To do: Repeat the records below exactly, line for line.

Listed entries:
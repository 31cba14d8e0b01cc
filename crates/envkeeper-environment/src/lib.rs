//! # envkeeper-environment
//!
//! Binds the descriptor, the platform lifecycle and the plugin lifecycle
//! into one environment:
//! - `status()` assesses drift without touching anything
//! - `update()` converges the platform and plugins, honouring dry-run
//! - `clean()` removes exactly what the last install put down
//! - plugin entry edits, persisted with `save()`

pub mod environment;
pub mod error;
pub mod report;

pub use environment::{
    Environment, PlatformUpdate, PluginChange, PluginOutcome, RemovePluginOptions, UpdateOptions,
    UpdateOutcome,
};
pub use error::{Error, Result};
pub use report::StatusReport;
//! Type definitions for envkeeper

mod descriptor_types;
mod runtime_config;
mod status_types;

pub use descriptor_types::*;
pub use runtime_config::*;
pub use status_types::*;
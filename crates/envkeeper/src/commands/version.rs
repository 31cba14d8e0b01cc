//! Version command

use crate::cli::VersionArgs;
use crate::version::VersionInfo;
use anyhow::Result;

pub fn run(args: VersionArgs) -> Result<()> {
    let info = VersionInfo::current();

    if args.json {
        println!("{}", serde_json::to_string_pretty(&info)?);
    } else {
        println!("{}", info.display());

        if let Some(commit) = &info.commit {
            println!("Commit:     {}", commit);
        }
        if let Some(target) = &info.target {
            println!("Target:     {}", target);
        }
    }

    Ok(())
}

Problem solution:
repository 31cba14d8e0b01cc
filename crates/envkeeper-environment/src/lib.rs
//! # envkeeper-environment
//!
//! Binds the descriptor, the platform lifecycle and the plugin lifecycle
//! into one environment:
//! - `status()` assesses drift without touching anything
//! - `update()` converges the platform and plugins, honouring dry-run
//! - `clean()` removes exactly what the last install put down
//! - plugin entry edits, persisted with `save()`

pub mod environment;
pub mod error;
pub mod report;

pub use environment::{
    Environment, PlatformUpdate, PluginChange, PluginOutcome, RemovePluginOptions, UpdateOptions,
    UpdateOutcome,
};
pub use error::{Error, Result};
pub use report::StatusReport;
//! Type definitions for envkeeper

mod descriptor_types;
mod runtime_config;
mod status_types;

pub use descriptor_types::*;
pub use runtime_config::*;
pub use status_types::*;
filename crates/envkeeper/src/commands/version.rs
repository 31cba14d8e0b01cc
//! Version command

use crate::cli::VersionArgs;
use crate::version::VersionInfo;
use anyhow::Result;

pub fn run(args: VersionArgs) -> Result<()> {
    let info = VersionInfo::current();

    if args.json {
        println!("{}", serde_json::to_string_pretty(&info)?);
    } else {
        println!("{}", info.display());

        if let Some(commit) = &info.commit {
            println!("Commit:     {}", commit);
        }
        if let Some(target) = &info.target {
            println!("Target:     {}", target);
        }
    }

    Ok(())
}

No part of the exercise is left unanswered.